Intel’s NUC, aka Next Unit of Computing, comes in a four-inches-by-four-inches form factor and is positioned by Intel as a higher-performing compact PC alternative to Raspberry Pi. The NUC has found uses in home theatres, digital signage, and kiosks, and has served as a gateway to the Internet of Things, according to Intel. It costs around $130 to $140 plus memory and storage, is powered by Intel Core processors, and runs Windows, Linux, Android, or Chrome OS.
The pcDuino mini-PC, from LinkSprite, runs OSes such as Ubuntu and Android and sends output to HDMI.
“pcDuino is a single-board computer that is compatible with [the] Arduino ecosystem,” says pcDuino founder Jingfeng Lui. The pcDuino has Ethernet and WiFi built in, but includes no Arduino AVR chip. “All the Arduino schedule code is simulated at [a] low API level,” Lui says.
There are several members of the pcDuino family, with prices ranging from $35 to $99. The board runs mostly Allwinner and ARM CPUs. Programming in Java, Python, and other platforms is supported, as is an Arduino-style IDE. The board has been used in such systems as a temperature sensor and ultrasonic sensor (pictured).

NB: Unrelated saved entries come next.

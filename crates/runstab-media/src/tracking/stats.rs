//! Statistical helpers for trajectory fitting.

use std::cmp::Ordering;

use runstab_models::LinearFit;

/// Arithmetic mean, zero for an empty slice.
pub fn mean(values: &[f64]) -> f64 {
    if values.is_empty() {
        return 0.0;
    }
    values.iter().sum::<f64>() / values.len() as f64
}

/// Median, zero for an empty slice. Even lengths average the middle pair.
pub fn median(values: &[f64]) -> f64 {
    if values.is_empty() {
        return 0.0;
    }
    let mut sorted = values.to_vec();
    sorted.sort_by(|a, b| a.partial_cmp(b).unwrap_or(Ordering::Equal));
    let mid = sorted.len() / 2;
    if sorted.len() % 2 == 0 {
        (sorted[mid - 1] + sorted[mid]) / 2.0
    } else {
        sorted[mid]
    }
}

/// Ordinary least squares of `x` on `frame` over `(frame, x)` points.
///
/// Returns `None` for fewer than two points or when every point shares
/// one frame value.
pub fn least_squares(points: &[(f64, f64)]) -> Option<LinearFit> {
    if points.len() < 2 {
        return None;
    }

    let n = points.len() as f64;
    let mean_f = points.iter().map(|p| p.0).sum::<f64>() / n;
    let mean_x = points.iter().map(|p| p.1).sum::<f64>() / n;

    let (sxy, sff) = points.iter().fold((0.0, 0.0), |(sxy, sff), &(f, x)| {
        let df = f - mean_f;
        (sxy + df * (x - mean_x), sff + df * df)
    });

    if sff <= f64::EPSILON {
        return None;
    }

    let slope = sxy / sff;
    Some(LinearFit::new(slope, mean_x - slope * mean_f))
}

This tiny, $35 Linux- and ARM-based board is getting a lot of attention, being used in devices ranging from temperature and humidity monitors to Web-controlled power strips and beyond. Initially intended to serve as an affordable computer for children, it's primarily deployed in educational settings and by hobbyists. The recently upgraded Model B+ board (pictured) doubles the number of USB ports to four, offers 40-pin GPIO, reduced power consumption, and a low-noise power supply.
“We really want to position this [upgrade] as being kind of an evolutionary improvement,” says Eben Upton, co-founder of Raspberry Pi.